Both parents did not have any clinical features like those of their children, as examined by the primary treating team. Based on the siblings’ clinical presentations, diagnoses of CP type II were made in all three siblings which were complicated by high hypermetropia and accommodative esotropia in the elder two. The patients’ parents were counseled regarding the benign nature of the disease, its congenital etiopathology, and regarding future pregnancies. Maximum refractive corrections were prescribed to the patients and a yearly follow-up was recommended to look for any complications of CP. Genetic testing for the disease could not carried out due to the family’s limited financial resources and a lack of accessibility to genetic studies in Pakistan.
Discussion
To our knowledge, this is the first case of CP reported in Pakistan. The underlying feature of CP is flattening of the cornea due to loss of its curvature leading to a shallow anterior chamber.[3] Conventionally, in autosomal dominant CP, the visual acuity is mildly affected and may even be normal and presents with an abnormally broad corneal limbus but with clear corneal parenchyma.[3] However, in autosomal recessive CP, the presentation is more severe. The features include centrally thick and hazy microcorneas, poorly demarcated limbus (with visible scleral encroachment), and marked hyperopia.[2,3] This can also be shown in Figure 4. Comparing the two, the corneal refractive power reduces from the normal 43D to a range of 33–40D in CP type I, but in type II, it is markedly reduced to 25–35D.[3]
Figure 4.
Clinical features in autosomal recessive CP. CP: Cornea plana
In addition, in CP type II, arcus lipoides, malformations of the iris (iris hypoplasia, anterior/posterior iris synechiae, etc.), slit-like displaced pupils, deep central corneal opacities, congenital ptosis, and a secondary convergent squint may be seen.[2,3] Furthermore, corneal ectasia, corneal hydrops, and idiopathic corneal decompensation are very rare findings that may also be present.[2] Further still, the condition may be complicated by ametropic amblyopia, restricted peripheral vision, posterior amorphous corneal dysgenesis, closed-angle glaucoma, varying cataracts, and/or deep horizontal band keratopathy.[2,3]
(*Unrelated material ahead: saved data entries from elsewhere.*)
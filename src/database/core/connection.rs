//! Database connection management
//!
//! This module provides the core database connection wrapper used throughout lampctl.

use std::path::{Path, PathBuf};
use std::time::Duration;

use rusqlite::{Connection, OpenFlags};

use crate::error::{LampError, Result};

/// How long a statement waits on a lock held by another connection (e.g. the
/// served web app reading the same file) before giving up with `SQLITE_BUSY`.
pub const DEFAULT_BUSY_TIMEOUT: Duration = Duration::from_millis(1000);

/// How a database file is opened
#[derive(Debug, Clone, Copy, PartialEq, Eq)]
pub enum OpenMode {
    /// Read-write, creating the file if it does not exist
    Create,
    /// Read-write, failing if the file does not exist
    Existing,
    /// Read-only, failing if the file does not exist
    ReadOnly,
}

impl OpenMode {
    fn flags(self) -> OpenFlags {
        let base = OpenFlags::SQLITE_OPEN_NO_MUTEX | OpenFlags::SQLITE_OPEN_URI;
        match self {
            OpenMode::Create => {
                base | OpenFlags::SQLITE_OPEN_READ_WRITE | OpenFlags::SQLITE_OPEN_CREATE
            }
            OpenMode::Existing => base | OpenFlags::SQLITE_OPEN_READ_WRITE,
            OpenMode::ReadOnly => base | OpenFlags::SQLITE_OPEN_READ_ONLY,
        }
    }
}

/// Core database connection wrapper
///
/// `DatabaseConn` provides a thin wrapper around SQLite connections,
/// handling both file-based and in-memory databases with consistent
/// configuration and error classification.
pub struct DatabaseConn {
    pub conn: Connection,
    path: PathBuf,
}

impl DatabaseConn {
    /// Open a database file with the given mode
    pub fn open(path: &Path, mode: OpenMode) -> Result<Self> {
        if mode != OpenMode::Create && !path.is_file() {
            return Err(LampError::NotFound(path.to_path_buf()));
        }

        let conn = Connection::open_with_flags(path, mode.flags())
            .map_err(|e| LampError::read(path, format!("failed to open database: {}", e)))?;

        let db = DatabaseConn {
            conn,
            path: path.to_path_buf(),
        };
        db.configure(mode)?;
        Ok(db)
    }

    /// Create an in-memory database
    pub fn open_in_memory() -> Result<Self> {
        let conn = Connection::open_in_memory()
            .map_err(|e| LampError::read(":memory:", e))?;
        let db = DatabaseConn {
            conn,
            path: PathBuf::from(":memory:"),
        };
        db.configure(OpenMode::Create)?;
        Ok(db)
    }

    /// Path of the underlying file (`:memory:` for in-memory databases)
    pub fn path(&self) -> &Path {
        &self.path
    }

    fn configure(&self, mode: OpenMode) -> Result<()> {
        self.conn
            .busy_timeout(DEFAULT_BUSY_TIMEOUT)
            .map_err(|e| LampError::read(&self.path, format!("failed to set busy timeout: {}", e)))?;

        // Enforce REFERENCES clauses so restores cannot leave dangling rows
        self.conn
            .execute("PRAGMA foreign_keys=ON", [])
            .map_err(|e| LampError::read(&self.path, format!("failed to enable foreign keys: {}", e)))?;

        if mode != OpenMode::ReadOnly {
            self.conn
                .execute("PRAGMA synchronous=FULL", [])
                .map_err(|e| {
                    LampError::read(&self.path, format!("failed to set synchronous mode: {}", e))
                })?;
        }

        Ok(())
    }

    /// Names of the user tables, in catalog order
    ///
    /// Internal `sqlite_*` tables and views are excluded.
    pub fn table_names(&self) -> Result<Vec<String>> {
        let mut stmt = self
            .conn
            .prepare(
                "SELECT name FROM sqlite_master \
                 WHERE type='table' AND name NOT LIKE 'sqlite\\_%' ESCAPE '\\' \
                 ORDER BY rowid",
            )
            .map_err(|e| LampError::read(&self.path, format!("failed to list tables: {}", e)))?;

        let names = stmt
            .query_map([], |row| row.get::<_, String>(0))
            .and_then(|rows| rows.collect::<rusqlite::Result<Vec<_>>>())
            .map_err(|e| LampError::read(&self.path, format!("failed to list tables: {}", e)))?;

        Ok(names)
    }

    /// Check if a table exists in the database
    pub fn table_exists(&self, table_name: &str) -> Result<bool> {
        let count: i64 = self
            .conn
            .query_row(
                "SELECT COUNT(*) FROM sqlite_master WHERE type='table' AND name=?1",
                [table_name],
                |row| row.get(0),
            )
            .map_err(|e| {
                LampError::read(&self.path, format!("failed to check table existence: {}", e))
            })?;
        Ok(count > 0)
    }

    /// Get the row count for a table
    pub fn table_count(&self, table_name: &str) -> Result<u64> {
        let query = format!(
            "SELECT COUNT(*) FROM {}",
            crate::database::script::quote_identifier(table_name)
        );
        let count: i64 = self
            .conn
            .query_row(&query, [], |row| row.get(0))
            .map_err(|e| LampError::read(&self.path, format!("failed to count rows: {}", e)))?;
        Ok(count.max(0) as u64)
    }
}

#[cfg(test)]
mod tests {
    use super::*;

    #[test]
    fn test_open_in_memory() {
        let db = DatabaseConn::open_in_memory();
        assert!(db.is_ok());
    }

    #[test]
    fn test_open_existing_missing_file() {
        let dir = tempfile::tempdir().unwrap();
        let path = dir.path().join("missing.db");

        let result = DatabaseConn::open(&path, OpenMode::Existing);
        assert!(matches!(result, Err(LampError::NotFound(_))));
        assert!(!path.exists());

        let result = DatabaseConn::open(&path, OpenMode::ReadOnly);
        assert!(matches!(result, Err(LampError::NotFound(_))));
    }

    #[test]
    fn test_open_create() {
        let dir = tempfile::tempdir().unwrap();
        let path = dir.path().join("new.db");

        let db = DatabaseConn::open(&path, OpenMode::Create).unwrap();
        assert_eq!(db.path(), path.as_path());
        assert!(path.exists());
    }

    #[test]
    fn test_table_names_excludes_internal() {
        let db = DatabaseConn::open_in_memory().unwrap();
        db.conn
            .execute_batch(
                "CREATE TABLE b_table (id INTEGER PRIMARY KEY AUTOINCREMENT);
                 CREATE TABLE a_table (id INTEGER PRIMARY KEY);
                 CREATE VIEW v AS SELECT * FROM a_table;
                 INSERT INTO b_table DEFAULT VALUES;",
            )
            .unwrap();

        // catalog order, no sqlite_sequence, no views
        assert_eq!(db.table_names().unwrap(), vec!["b_table", "a_table"]);
    }

    #[test]
    fn test_table_exists() {
        let db = DatabaseConn::open_in_memory().unwrap();
        db.conn
            .execute("CREATE TABLE test_table (id INTEGER PRIMARY KEY)", [])
            .unwrap();

        assert!(db.table_exists("test_table").unwrap());
        assert!(!db.table_exists("nonexistent_table").unwrap());
    }

    #[test]
    fn test_table_count() {
        let db = DatabaseConn::open_in_memory().unwrap();
        db.conn
            .execute_batch(
                "CREATE TABLE test_table (id INTEGER PRIMARY KEY);
                 INSERT INTO test_table (id) VALUES (1), (2), (3);",
            )
            .unwrap();

        assert_eq!(db.table_count("test_table").unwrap(), 3);
    }
}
For CP type I, no underlying gene has been identified; however, for CP type II, mutations in the KERA gene that encodes for keratocan have been attributed to causing the condition.[1] The cornea constitutes the highest quantity of keratocan in the body (by dry weight) and most of it is distributed in the center, imparting strength, and structural stability.[2,4] The mutations causing the condition, maybe missense or nonsense but the loss of functional keratocan leads to the loss of the forward convex curvature of the cornea, prototypical for CP.[1] In our case, both parents were likely carriers of these mutations.
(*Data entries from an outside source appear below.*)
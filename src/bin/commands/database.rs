use clap::{Args, Subcommand};
use lampctl::config::format_size;
use lampctl::database::{ClearReport, DatabaseInfo, DatabaseRegistry};
use lampctl::{LampConfig, OutputFormat};
use serde::Serialize;
use tabled::settings::Style;
use tabled::{Table, Tabled};

use super::{confirm, fail, open_registry, print_json};

/// Arguments for the Db command
#[derive(Args)]
pub struct DatabaseArgs {
    #[clap(subcommand)]
    pub command: Option<DatabaseCommands>,
}

/// Database subcommands
#[derive(Subcommand)]
pub enum DatabaseCommands {
    /// Create a new database with the application schema
    Create {
        /// File name (relative to the databases directory) or absolute path
        #[clap(value_name = "DB")]
        name: String,

        /// Make the new database the active one
        #[clap(long = "use")]
        activate: bool,
    },

    /// Delete a database file (irreversible)
    Delete {
        #[clap(value_name = "DB")]
        name: String,

        /// Skip confirmation prompt
        #[clap(long, short = 'y')]
        yes: bool,
    },

    /// Select the active database
    Use {
        #[clap(value_name = "DB")]
        name: String,
    },

    /// Show database status (default when no subcommand)
    Status {
        /// Database to inspect, the active one by default
        #[clap(value_name = "DB")]
        name: Option<String>,
    },

    /// Delete all rows from all tables of the active database
    Clear {
        /// Skip confirmation prompt
        #[clap(long, short = 'y')]
        yes: bool,
    },

    /// List databases in the databases directory
    List,
}

#[derive(Tabled)]
struct DatabaseRow {
    #[tabled(rename = " ")]
    marker: &'static str,
    name: String,
    size: String,
    path: String,
}

#[derive(Tabled)]
struct TableRow {
    table: String,
    rows: u64,
}

pub fn run(config: &LampConfig, args: DatabaseArgs, output_format: OutputFormat) {
    let mut registry = open_registry(config);

    match args.command {
        None | Some(DatabaseCommands::Status { name: None }) => {
            let active = match registry.require_active() {
                Ok(db) => db.clone(),
                Err(e) => fail(e, output_format),
            };
            run_status(&registry, &active, output_format)
        }
        Some(DatabaseCommands::Status { name: Some(name) }) => {
            let db = registry.database(&name);
            run_status(&registry, &db, output_format)
        }
        Some(DatabaseCommands::Create { name, activate }) => {
            run_create(&mut registry, &name, activate, output_format)
        }
        Some(DatabaseCommands::Delete { name, yes }) => {
            run_delete(&mut registry, &name, yes, output_format)
        }
        Some(DatabaseCommands::Use { name }) => run_use(&mut registry, &name, output_format),
        Some(DatabaseCommands::Clear { yes }) => run_clear(&registry, yes, output_format),
        Some(DatabaseCommands::List) => run_list(&registry, output_format),
    }
}

fn render<T: Tabled>(rows: Vec<T>, output_format: OutputFormat) -> String {
    match output_format {
        OutputFormat::Markdown => Table::new(rows).with(Style::markdown()).to_string(),
        _ => Table::new(rows).with(Style::rounded()).to_string(),
    }
}

fn run_status(registry: &DatabaseRegistry, db: &lampctl::Database, output_format: OutputFormat) {
    let info = match registry.info(db) {
        Ok(info) => info,
        Err(e) => fail(e, output_format),
    };

    if output_format.is_json() {
        print_json(&info, output_format);
        return;
    }
    print_status(&info, output_format);
}

fn print_status(info: &DatabaseInfo, output_format: OutputFormat) {
    println!("Database:   {}", info.path);
    println!(
        "Status:     {}{}",
        if info.exists { "exists" } else { "not created" },
        if info.active { " (active)" } else { "" }
    );
    if let Some(size) = info.size_bytes {
        println!("Size:       {}", format_size(size));
    }
    if let Some(schema) = &info.schema {
        println!("Schema:     {}", schema);
    }

    if !info.tables.is_empty() {
        let rows: Vec<TableRow> = info
            .tables
            .iter()
            .map(|t| TableRow {
                table: t.name.clone(),
                rows: t.rows,
            })
            .collect();
        println!();
        match output_format {
            OutputFormat::Text => {
                for row in rows {
                    println!("{}: {}", row.table, row.rows);
                }
            }
            _ => println!("{}", render(rows, output_format)),
        }
    }
}

fn run_create(
    registry: &mut DatabaseRegistry,
    name: &str,
    activate: bool,
    output_format: OutputFormat,
) {
    let db = match registry.create(name) {
        Ok(db) => db,
        Err(e) => fail(e, output_format),
    };
    if activate {
        if let Err(e) = registry.set_active(db.clone()) {
            fail(e, output_format);
        }
    }

    if output_format.is_json() {
        print_json(
            &serde_json::json!({"created": db.path(), "active": activate}),
            output_format,
        );
    } else {
        println!("Created {}", db.path().display());
        if activate {
            println!("Active database is now {}", db.name());
        }
    }
}

fn run_delete(registry: &mut DatabaseRegistry, name: &str, yes: bool, output_format: OutputFormat) {
    let db = registry.database(name);
    let was_active = registry.get_active() == Some(&db);

    if !yes && !output_format.is_json() {
        let mut prompt = format!("This will permanently delete {}", db.path().display());
        if was_active {
            prompt.push_str(" (the active database)");
        }
        prompt.push_str(". Are you sure?");
        if !confirm(&prompt) {
            eprintln!("Aborted.");
            return;
        }
    }

    if let Err(e) = registry.delete(name) {
        fail(e, output_format);
    }

    if output_format.is_json() {
        print_json(
            &serde_json::json!({"deleted": db.path(), "was_active": was_active}),
            output_format,
        );
    } else {
        println!("Deleted {}", db.path().display());
        if was_active {
            eprintln!("No database is active now; run `lampctl db use <DB>` to select one.");
        }
    }
}

fn run_use(registry: &mut DatabaseRegistry, name: &str, output_format: OutputFormat) {
    let db = registry.database(name);
    if let Err(e) = registry.set_active(db.clone()) {
        fail(e, output_format);
    }

    if output_format.is_json() {
        print_json(&serde_json::json!({"active": db.path()}), output_format);
    } else {
        println!("Active database is now {}", db.path().display());
    }
}

fn run_clear(registry: &DatabaseRegistry, yes: bool, output_format: OutputFormat) {
    let db = match registry.require_active() {
        Ok(db) => db.clone(),
        Err(e) => fail(e, output_format),
    };

    if !yes && !output_format.is_json() {
        let prompt = format!(
            "This will delete all rows from all tables in {}. Are you sure?",
            db.path().display()
        );
        if !confirm(&prompt) {
            eprintln!("Aborted.");
            return;
        }
    }

    let report = match registry.clear_all_tables(&db) {
        Ok(report) => report,
        Err(e) => fail(e, output_format),
    };

    if output_format.is_json() {
        print_json(&report, output_format);
    } else {
        print_clear_report(&report, output_format);
    }
}

fn print_clear_report(report: &ClearReport, output_format: OutputFormat) {
    let rows: Vec<TableRow> = report
        .tables
        .iter()
        .map(|t| TableRow {
            table: t.table.clone(),
            rows: t.rows_deleted,
        })
        .collect();
    if !rows.is_empty() && output_format != OutputFormat::Text {
        println!("{}", render(rows, output_format));
    }
    println!(
        "Cleared {} rows from {} tables",
        report.total_rows(),
        report.tables.len()
    );
}

#[derive(Serialize)]
struct ListedDatabase {
    name: String,
    path: String,
    size_bytes: Option<u64>,
    active: bool,
}

fn run_list(registry: &DatabaseRegistry, output_format: OutputFormat) {
    let databases = match registry.list() {
        Ok(dbs) => dbs,
        Err(e) => fail(e, output_format),
    };

    let listed: Vec<ListedDatabase> = databases
        .iter()
        .map(|db| ListedDatabase {
            name: db.name(),
            path: db.path().to_string_lossy().to_string(),
            size_bytes: std::fs::metadata(db.path()).ok().map(|m| m.len()),
            active: registry.get_active() == Some(db),
        })
        .collect();

    match output_format {
        f if f.is_json() => print_json(&listed, output_format),
        OutputFormat::Text => {
            for db in &listed {
                println!("{}{}", db.name, if db.active { " *" } else { "" });
            }
        }
        _ => {
            if listed.is_empty() {
                println!("No databases in {}", registry.databases_dir().display());
                return;
            }
            let rows: Vec<DatabaseRow> = listed
                .into_iter()
                .map(|db| DatabaseRow {
                    marker: if db.active { "*" } else { "" },
                    name: db.name,
                    size: db.size_bytes.map(format_size).unwrap_or_default(),
                    path: db.path,
                })
                .collect();
            println!("{}", render(rows, output_format));
        }
    }
}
Keeping in view the rarity and complex nature of the disease, we developed in-depth guidelines on how to manage patients with CP. There are multiple components in managing this condition including patient education and proper counseling, correction of refractive error, cosmetic correction, maintaining follow–ups, and treating complications. Within which, the refractive error is the prime issue to correct that can be done through eyeglasses, contact lenses, or surgery.[5,6] It is worth mentioning over here that in most cases, complete correction is almost never achieved with routine spectacles or polymethylmethacrylate contact lenses, however, as Dada et al. argues that the best cosmetic and visual rehabilitation can be achieved by high-plus, low-water content, and lenticular soft lenses.[6]
Surgical options that may benefit patients include photorefractive keratectomy (corrects about 2D of hypermetropia), laser in situ keratomileusis (corrects about 4D of hypermetropia), laser thermal keratoplasty (corrects about 2D of hypermetropia), surface-based excimer laser (corrects about 4D of hypermetropia), and conductive keratoplasty. These options, however, may benefit if the refractive error is minor and nonprogressive but the loss of functional keratocan raises the question of whether these treatments will maintain the correction in the long run.[5]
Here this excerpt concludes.